Donald Trump wants to throw Muslims out of the United States - even if they are American citizens. Donald Trump wants to "close up" the Internet so has summoned Bill Gates. Petersburg Florida Mayor Rick Kriseman has banned Trump from his city and Harry Potter author J. K. Rowling has tweeted that not even Voldemort is as cruel as Trump. It matters little that religious-based discrimination is prohibited by the First Amendment to the U.S. Constitution, that Bill Gates himself detested the Web when he was at Microsoft, that Mayor Kriseman can stop no one from crossing his city unless it is a danger to the public and that Rowling’s Tweet brings new headlines: for now as far as the media is concerned, the 2016 campaign for the White House is "Donald against all. "

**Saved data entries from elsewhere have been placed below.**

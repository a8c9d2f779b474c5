//! Generative tests for the universal ("for every set", "for every
//! `Numbers`") invariants the specification's testable-properties section
//! states informally: subset-of-self, the setic triangle between
//! intersect/union/symmetric-difference, and serialize/deserialize
//! round-trips.

use proptest::prelude::*;
use rand::seq::SliceRandom;

use paramgraph::numeric_set::{Interval, NumericSet};
use paramgraph::sets::CountSet;
use paramgraph::units::known::{AMPERE, OHM, VOLT};
use paramgraph::{numbers::Numbers, serial};

/// Insertion order must never leak into a `setic_set!` container's identity:
/// shuffling the input values before construction always yields a
/// setic-equal set.
#[test]
fn count_set_construction_is_insertion_order_independent() {
    let mut rng = rand::rng();
    let mut values: Vec<i64> = (0..50).collect();
    let canonical = CountSet::new(values.clone());
    for _ in 0..20 {
        values.shuffle(&mut rng);
        let shuffled = CountSet::new(values.clone());
        assert!(shuffled.setic_equals(&canonical));
    }
}

/// A finite `(min, max)` pair with `min <= max`, bounded so corner products
/// in `mul`/`div` stay finite.
fn finite_interval_pair() -> impl Strategy<Value = (f64, f64)> {
    (-1_000.0f64..1_000.0, -1_000.0f64..1_000.0).prop_map(|(a, b)| if a <= b { (a, b) } else { (b, a) })
}

fn numeric_set_strategy() -> impl Strategy<Value = NumericSet> {
    prop::collection::vec(finite_interval_pair(), 1..6)
        .prop_map(|pairs| NumericSet::setup_from_values(pairs).expect("finite bounds never produce NaN/invalid intervals"))
}

proptest! {
    /// Every `NumericSet` is a subset of (and setic-equal to) itself, and
    /// its intervals stay sorted and non-overlapping after normalization.
    #[test]
    fn numeric_set_is_subset_and_equal_to_itself(s in numeric_set_strategy()) {
        prop_assert!(s.is_subset_of(&s));
        prop_assert!(s.setic_equals(&s));
        for pair in s.intervals().windows(2) {
            prop_assert!(pair[0].max < pair[1].min, "merged intervals must not touch or overlap");
        }
    }

    /// `intersect`/`union` form the usual subset lattice, and symmetric
    /// difference is `union \ intersect` no matter which operand order the
    /// caller supplies.
    #[test]
    fn numeric_set_setic_triangle(a in numeric_set_strategy(), b in numeric_set_strategy()) {
        let i = a.intersect(&b);
        let u = a.union(&b);
        let sd = a.symmetric_difference(&b);

        prop_assert!(i.is_subset_of(&a));
        prop_assert!(i.is_subset_of(&b));
        prop_assert!(u.is_superset_of(&a));
        prop_assert!(u.is_superset_of(&b));
        prop_assert_eq!(sd.clone(), b.symmetric_difference(&a));
        prop_assert_eq!(sd, u.symmetric_difference(&i));
    }

    /// A single closed interval always contains both of its own endpoints
    /// and their midpoint.
    #[test]
    fn interval_contains_its_own_bounds((min, max) in finite_interval_pair()) {
        let iv = Interval::new(min, max).unwrap();
        prop_assert!(iv.contains(min));
        prop_assert!(iv.contains(max));
        prop_assert!(iv.contains((min + max) / 2.0));
    }

    /// `NumericSet` -> `SerializedLiteral` -> JSON -> back round-trips to a
    /// setic-equal value, regardless of how many disjoint intervals it has.
    #[test]
    fn numeric_set_json_round_trip(s in numeric_set_strategy()) {
        let wire = serial::SerializedLiteral::from(&s);
        let json = serial::to_json(&wire);
        let back_wire = serial::from_json(&json).unwrap();
        let back = NumericSet::try_from(&back_wire).unwrap();
        prop_assert!(s.setic_equals(&back));
    }

    /// `CountSet` union is commutative and idempotent, and every value
    /// drawn into it is reachable via `contains`.
    #[test]
    fn count_set_union_commutative_and_idempotent(a in prop::collection::vec(-500i64..500, 0..10), b in prop::collection::vec(-500i64..500, 0..10)) {
        let sa = CountSet::new(a.clone());
        let sb = CountSet::new(b.clone());
        let u1 = sa.union(&sb);
        let u2 = sb.union(&sa);
        prop_assert!(u1.setic_equals(&u2));
        prop_assert!(u1.setic_equals(&u1.union(&u1)));
        for v in &a {
            prop_assert!(u1.contains(v));
        }
    }

    /// `mul` always composes basis vectors additively regardless of the
    /// operands' magnitudes, so multiplying two `Numbers` with volts and
    /// amps always lands on watts' basis.
    #[test]
    fn mul_always_composes_unit_basis((v, a) in (-1_000.0f64..1_000.0, -1_000.0f64..1_000.0)) {
        let volts = Numbers::singleton(v, Some(VOLT));
        let amps = Numbers::singleton(a, Some(AMPERE));
        let watts = volts.mul(&amps);
        prop_assert_eq!(watts.unit.unwrap().basis, [1, 2, -3, 0, 0, 0, 0]);
    }

    /// Adding a value to itself under a commensurable (here: identical)
    /// unit never fails the commensurability guard, and halves of the
    /// result recover the original singleton.
    #[test]
    fn add_self_is_commensurable_and_doubles(v in -1_000.0f64..1_000.0) {
        let ohms = Numbers::singleton(v, Some(OHM));
        let doubled = ohms.add(&ohms).unwrap();
        prop_assert!((doubled.get_single().unwrap() - 2.0 * v).abs() < 1e-6);
    }
}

To understand a revolution - and the Trump campaign, win or no win - is a revolution, we need to abandon old ways of monitoring these things. A February 1 opinion poll on the Iowa caucuses by Monmouth University put conservative Ted Cruz ahead of Trump with 24 percent over 19 percent thanks to support from evangelical Christians. CNN has different numbers: Trump is flying high at 33 percent with Cruz stuck at 20 percent. Big data guru Nate Silver explained the discrepancy by saying Cruz is ahead among people who will definitely vote, while Trump is ahead among those who say perhaps they will, perhaps they won’t. That seems like bad news for the New York property speculator. Silver assesses his chance of being elected, "higher than 0 but (considerably) less than 20 percent, "because he has only 8 percent of the real electorate or "about the same share of people who think the Apollo moon landings were faked." However in politics words matter as much as numbers and Trump is dominating the conversation about U.S. policy, shifting the axis of the Republican Party toward populism and making jokes about women, minorities and religious faith that up to now would have been unacceptable.

THE USE OF NEW MEDIA

Trump has violently exposed the worn-out state of old media: newspapers, TV and talk shows confronted with the new reality. When they reproach him for his gaffes or lies, they forget that only one voter in five is listening to the debates, while the others seek comfort by reinforcing their preexisting opinions via Google - so many of them like Trump.

The right-wing of the respectable Grand Old Party is at pains to see the party base flirting with "The Donald." Max Boot, a hawk at the time of Bush Jr., calls Trump a "fascist; " Bill Kristol, another intellectual of the cultured right, considers him "anti-American." Boot works at establishment hotbed The Council on Foreign Relations and is a graduate of Yale. Kristol is the son of two famous writers and studied at Harvard before going to the White House with Bush Sr. There are people shouting themselves hoarse at Trump’s rallies who are high school dropouts and lack a decent job because the American industrial base has been transferred abroad or frozen real wages for years. As E. J. Dionne of The Washington Post explains, the Republican Party of the neo-cons is greatly preoccupied with Wall Street, Iraq and abortion, but since Reagan in 1980-88 has paid no attention at all to forgotten suburban and rural voters who earn less than $50,000 a year.

Trump, with the vulgarity of a nouveau riche, a mop of red hair like a philistine, 35-25-35 platinum blondes, chromium-plated palaces, neon-lit casinos and racist rhetoric - disgusts the establishment left and right, but attracts those left behind by globalization, who eat eggs and grits for breakfast or in the South maize porridge rather than cappuccino and croissants; people who dream of a brand-new pick-up truck and not a fashionable iPhone. By bringing this forgotten social class into play again, Trump has already won. In the 1900s, rural and industrial workers had never voted for a Republican president. To succeed – and to disprove Silver, Boot and Kristol – Trump has to repeat the exploits of left-wing British Labor Party leader Jeremy Corbyn by bringing to the polls thousands of new voters that Big Data doesn't detect. It is hard to imagine a Trump in the White House, but it is easy to foresee that his language will long be discussed in this season of paranoia through which we are living.